The FCC started licensing UHF TV stations back in the early
50s, it wasn’t until 1965 that all new televisions were required to receive UHF
signals, and it was 1975 before Ted Turner turned his local Atlanta
channel into a satellite “Superstation” to forge a media empire. But in UHF’s
heyday every market had two or three or four struggling local stations
competing for eyeballs with old reruns, cheap movies, weird local programming,
cartoons, and shows aimed at the ethnic minorities underserved by local media;
an anything-goes free for all where creatives could experiment (see: MST3K) and
where a spin across the dial might bring you Jesus, Hercules, the Beaver, El
Santo, Gilligan, or in the case of a few markets, translated and subtitled
Japanese TV cartoons.
Unsuspecting American homes
received uncut jolts of super robot action, space piracy, heartrending girly
melodrama, football team UFO psychics, and combination-supercar races, airing in
Japanese cultural blocks next to news shows, sumo scores, flower arranging
how-tos and business reports. Cities with large
Japanese populations like NYC, Chicago , and the San Francisco Bay area found themselves lucky enough to get their anime
fix straight without any Jim Terry or Sandy Frank cutting the dosage. Classic
anime series like Raideen, Getter Robo G, Candy Candy, UFO Dai Apolon, Gattiger
The Combo-Car, Cyborg 009 and Space Pirate Captain Harlock all made their
Western debuts via these Japanese-language UHF transmissions.
These broadcasts would jumpstart
American anime fandom in the dark interregnum between Speed Racer and Battle Of The
Planets, and would be videotaped off-air on primitive wired-remote, top-loading
VCRs and distributed throughout the country in conditions of extreme obscurity.
As the 80s progressed, shows like Dr. Slump and
Fist of the North Star would confuse cable TV-watching Americans until Fuji-TV
realized what was going on and pulled the plug.
KIKU-TV (13 on your dial) in Honolulu
led the charge in the early 70s with programming aimed at Hawaii ’s
large Japanese-speaking population, hungry for terebi from home. One particular KIKU success was Toei’s
live-action Kikaida, sparking Hawaiian love of the character that continues to
this day. KIKU would keep the Toei tokusatsu parade
marching with shows like Kamen Rider V3, Rainbowman, Ganbare!! Robocon, Goranger and Battle Fever J. KIKU would phase out their
Japanese programming in the early 1980s and another station would eventually
take over the call sign, but in their 70s heyday they provided Japanese
programming for stations across America, both subtitled and unsubbed, including,
along with their robots and spaceships, some possible cultural significance
with titles like ghost comedy Obake Q-Taro, Manga Folktales Of Japan and the Zen Buddhist monk sitcom Ikkyu-San.
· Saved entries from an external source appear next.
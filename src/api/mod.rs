//! HTTP surface.
//!
//! Routes, handlers, and the typed error boundary. `build_router()`
//! returns a composable `Router` over an immutable `ApiContext`;
//! `serve()` binds it and runs until ctrl-c.

pub mod endpoints;
pub mod error;
pub mod router;
pub mod server;
pub mod types;

pub use error::ApiError;
pub use router::build_router;
pub use server::serve;
pub use types::ApiContext;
In 1976 KIKU teamed up with the Marukai Trading Co. to bring
the English-subtitled adventures of Brave Raideen to markets in California
and New York . Marukai, the
Osaka-based export company that would later open American price-club stores and
the “98cent Plus” chain, sponsored Raideen to advertise the Raideen import toys
they just happened to be distributing. Was this a case of Japan
making an end run around Mattel, who’s Shogun Warriors toys were just starting
to be sold in America
without the marketing benefit of TV cartoon tie-ins? Only Prince Sharkin knows.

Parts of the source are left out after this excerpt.